Problem
Retype the full listing without altering anything.

*** Data extract ***

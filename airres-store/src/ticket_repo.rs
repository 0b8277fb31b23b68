use airres_core::repository::{FlightRepository, RepoResult, TicketRepository};
use airres_core::{CoreError, Flight, Ticket, TicketType};
use async_trait::async_trait;
use chrono::NaiveDateTime;
use sqlx::PgPool;

const TICKET_COLUMNS: &str = "ticket_id, departure_loc, arrival_loc, ticket_type, departure_at, return_at, tax, total_price";

#[derive(sqlx::FromRow)]
struct TicketRow {
    ticket_id: i32,
    departure_loc: String,
    arrival_loc: String,
    ticket_type: String,
    departure_at: Option<NaiveDateTime>,
    return_at: Option<NaiveDateTime>,
    tax: f64,
    total_price: f64,
}

impl TryFrom<TicketRow> for Ticket {
    type Error = CoreError;

    fn try_from(row: TicketRow) -> Result<Self, Self::Error> {
        Ok(Ticket {
            ticket_id: row.ticket_id,
            departure_location: row.departure_loc,
            arrival_location: row.arrival_loc,
            ticket_type: row.ticket_type.parse()?,
            departure_at: row.departure_at,
            return_at: row.return_at,
            tax: row.tax,
            total_price: row.total_price,
        })
    }
}

#[derive(sqlx::FromRow)]
struct FlightRow {
    flight_id: i32,
    ticket_id: i32,
    departure_at: NaiveDateTime,
    arrival_at: NaiveDateTime,
    departure_loc: String,
    arrival_loc: String,
    flight_price: f64,
    charge: f64,
}

impl From<FlightRow> for Flight {
    fn from(row: FlightRow) -> Self {
        Flight {
            flight_id: row.flight_id,
            ticket_id: row.ticket_id,
            departure_at: row.departure_at,
            arrival_at: row.arrival_at,
            departure_location: row.departure_loc,
            arrival_location: row.arrival_loc,
            flight_price: row.flight_price,
            charge: row.charge,
        }
    }
}

pub struct PostgresTicketRepository {
    pool: PgPool,
}

impl PostgresTicketRepository {
    pub fn new(pool: PgPool) -> Self {
        Self { pool }
    }
}

#[async_trait]
impl TicketRepository for PostgresTicketRepository {
    async fn find_ticket_by_id(&self, ticket_id: i32) -> RepoResult<Option<Ticket>> {
        let row = sqlx::query_as::<_, TicketRow>(&format!(
            "SELECT {} FROM airline_tickets WHERE ticket_id = $1",
            TICKET_COLUMNS
        ))
        .bind(ticket_id)
        .fetch_optional(&self.pool)
        .await?;

        match row {
            Some(row) => Ok(Some(Ticket::try_from(row)?)),
            None => Ok(None),
        }
    }

    async fn find_tickets_by_arrival_and_type(
        &self,
        arrival_location: &str,
        ticket_type: TicketType,
    ) -> RepoResult<Vec<Ticket>> {
        let rows = sqlx::query_as::<_, TicketRow>(&format!(
            "SELECT {} FROM airline_tickets WHERE arrival_loc = $1 AND ticket_type = $2 ORDER BY ticket_id",
            TICKET_COLUMNS
        ))
        .bind(arrival_location)
        .bind(ticket_type.as_str())
        .fetch_all(&self.pool)
        .await?;

        let tickets = rows
            .into_iter()
            .map(Ticket::try_from)
            .collect::<Result<Vec<_>, _>>()?;
        Ok(tickets)
    }
}

pub struct PostgresFlightRepository {
    pub pool: PgPool,
}

impl PostgresFlightRepository {
    pub fn new(pool: PgPool) -> Self {
        Self { pool }
    }
}

#[async_trait]
impl FlightRepository for PostgresFlightRepository {
    async fn find_flights_by_ticket(&self, ticket: &Ticket) -> RepoResult<Vec<Flight>> {
        let rows = sqlx::query_as::<_, FlightRow>(
            r#"
            SELECT flight_id, ticket_id, departure_at, arrival_at,
                   departure_loc, arrival_loc, flight_price, charge
            FROM flights
            WHERE ticket_id = $1
            ORDER BY flight_id
            "#,
        )
        .bind(ticket.ticket_id)
        .fetch_all(&self.pool)
        .await?;

        Ok(rows.into_iter().map(Flight::from).collect())
    }
}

***

Finished task
filename airres-store/src/ticket_repo.rs
repository 0b8277fb31b23b68
use airres_core::repository::{FlightRepository, RepoResult, TicketRepository};
use airres_core::{CoreError, Flight, Ticket, TicketType};
use async_trait::async_trait;
use chrono::NaiveDateTime;
use sqlx::PgPool;

const TICKET_COLUMNS: &str = "ticket_id, departure_loc, arrival_loc, ticket_type, departure_at, return_at, tax, total_price";

#[derive(sqlx::FromRow)]
struct TicketRow {
    ticket_id: i32,
    departure_loc: String,
    arrival_loc: String,
    ticket_type: String,
    departure_at: Option<NaiveDateTime>,
    return_at: Option<NaiveDateTime>,
    tax: f64,
    total_price: f64,
}

impl TryFrom<TicketRow> for Ticket {
    type Error = CoreError;

    fn try_from(row: TicketRow) -> Result<Self, Self::Error> {
        Ok(Ticket {
            ticket_id: row.ticket_id,
            departure_location: row.departure_loc,
            arrival_location: row.arrival_loc,
            ticket_type: row.ticket_type.parse()?,
            departure_at: row.departure_at,
            return_at: row.return_at,
            tax: row.tax,
            total_price: row.total_price,
        })
    }
}

#[derive(sqlx::FromRow)]
struct FlightRow {
    flight_id: i32,
    ticket_id: i32,
    departure_at: NaiveDateTime,
    arrival_at: NaiveDateTime,
    departure_loc: String,
    arrival_loc: String,
    flight_price: f64,
    charge: f64,
}

impl From<FlightRow> for Flight {
    fn from(row: FlightRow) -> Self {
        Flight {
            flight_id: row.flight_id,
            ticket_id: row.ticket_id,
            departure_at: row.departure_at,
            arrival_at: row.arrival_at,
            departure_location: row.departure_loc,
            arrival_location: row.arrival_loc,
            flight_price: row.flight_price,
            charge: row.charge,
        }
    }
}

pub struct PostgresTicketRepository {
    pool: PgPool,
}

impl PostgresTicketRepository {
    pub fn new(pool: PgPool) -> Self {
        Self { pool }
    }
}

#[async_trait]
impl TicketRepository for PostgresTicketRepository {
    async fn find_ticket_by_id(&self, ticket_id: i32) -> RepoResult<Option<Ticket>> {
        let row = sqlx::query_as::<_, TicketRow>(&format!(
            "SELECT {} FROM airline_tickets WHERE ticket_id = $1",
            TICKET_COLUMNS
        ))
        .bind(ticket_id)
        .fetch_optional(&self.pool)
        .await?;

        match row {
            Some(row) => Ok(Some(Ticket::try_from(row)?)),
            None => Ok(None),
        }
    }

    async fn find_tickets_by_arrival_and_type(
        &self,
        arrival_location: &str,
        ticket_type: TicketType,
    ) -> RepoResult<Vec<Ticket>> {
        let rows = sqlx::query_as::<_, TicketRow>(&format!(
            "SELECT {} FROM airline_tickets WHERE arrival_loc = $1 AND ticket_type = $2 ORDER BY ticket_id",
            TICKET_COLUMNS
        ))
        .bind(arrival_location)
        .bind(ticket_type.as_str())
        .fetch_all(&self.pool)
        .await?;

        let tickets = rows
            .into_iter()
            .map(Ticket::try_from)
            .collect::<Result<Vec<_>, _>>()?;
        Ok(tickets)
    }
}

pub struct PostgresFlightRepository {
    pub pool: PgPool,
}

impl PostgresFlightRepository {
    pub fn new(pool: PgPool) -> Self {
        Self { pool }
    }
}

#[async_trait]
impl FlightRepository for PostgresFlightRepository {
    async fn find_flights_by_ticket(&self, ticket: &Ticket) -> RepoResult<Vec<Flight>> {
        let rows = sqlx::query_as::<_, FlightRow>(
            r#"
            SELECT flight_id, ticket_id, departure_at, arrival_at,
                   departure_loc, arrival_loc, flight_price, charge
            FROM flights
            WHERE ticket_id = $1
            ORDER BY flight_id
            "#,
        )
        .bind(ticket.ticket_id)
        .fetch_all(&self.pool)
        .await?;

        Ok(rows.into_iter().map(Flight::from).collect())
    }
}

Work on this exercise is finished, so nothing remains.